What the task requires:
Within the records below is a range that opens at the line with "let addr: SocketAddr = listen" and closes at the line with "fn print_json<T: serde::Serialize>(value: &T)". Return that range word for word, both ends included, and only that range.
|---|
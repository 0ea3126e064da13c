use anyhow::{Context, Result};
use clap::Parser;
use std::net::SocketAddr;
use std::sync::Arc;
use tracing::{info, warn};

mod api;
mod config;
mod db;
mod error;
mod fantasy;
mod ingest;
mod standings;
mod transfermarkt;

use api::AppState;
use config::{Command, Config};
use db::Database;
use fantasy::{FantasyEngine, ScoringWeights};
use ingest::LeagueIngestor;
use transfermarkt::TransfermarktClient;

#[tokio::main]
async fn main() -> Result<()> {
    // Initialise tracing / logging
    tracing_subscriber::fmt()
        .with_env_filter(
            tracing_subscriber::EnvFilter::try_from_default_env()
                .unwrap_or_else(|_| tracing_subscriber::EnvFilter::new("info")),
        )
        .init();

    let config = Config::parse();
    config.validate()?;

    let db = Database::open(&config.database_path)?;
    info!("Database opened: {}", config.database_path);

    match &config.command {
        Command::Ingest {
            competition_path,
            season,
        } => {
            let client = TransfermarktClient::from_config(&config)?;
            let ingestor = LeagueIngestor::new(db, Arc::new(client));
            let report = ingestor.ingest(competition_path, season).await?;
            if !report.anomalies.is_empty() {
                warn!(
                    "{} anomalies while ingesting {}",
                    report.anomalies.len(),
                    report.league_name
                );
            }
            print_json(&report)?;
        }

        Command::Score { league_id } => {
            let weights = match &config.scoring_weights {
                Some(path) => ScoringWeights::load(path)?,
                None => ScoringWeights::default(),
            };
            let engine = FantasyEngine::new(db, weights);
            let report = engine.process_league(*league_id)?;
            print_json(&report)?;
        }

        Command::SeedComposite { name, league_ids } => {
            let league = ingest::seed_composite_league(&db, name, league_ids)?;
            print_json(&league)?;
        }

        Command::Standings { league_id } => {
            let table = standings::compute_standings(&db, *league_id)?;
            print_json(&table)?;
        }

        Command::Serve { listen } => {
            let addr: SocketAddr = listen
                .parse()
                .with_context(|| format!("Invalid listen address {}", listen))?;
            let app = api::router(AppState { db });
            info!("Query API listening on http://{}", addr);
            let listener = tokio::net::TcpListener::bind(addr).await?;
            axum::serve(listener, app).await?;
        }
    }

    Ok(())
}

fn print_json<T: serde::Serialize>(value: &T) -> Result<()> {
    println!("{}", serde_json::to_string_pretty(value)?);
    Ok(())
}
|---|
Result:
            let addr: SocketAddr = listen
                .parse()
                .with_context(|| format!("Invalid listen address {}", listen))?;
            let app = api::router(AppState { db });
            info!("Query API listening on http://{}", addr);
            let listener = tokio::net::TcpListener::bind(addr).await?;
            axum::serve(listener, app).await?;
        }
    }

    Ok(())
}

fn print_json<T: serde::Serialize>(value: &T) -> Result<()> {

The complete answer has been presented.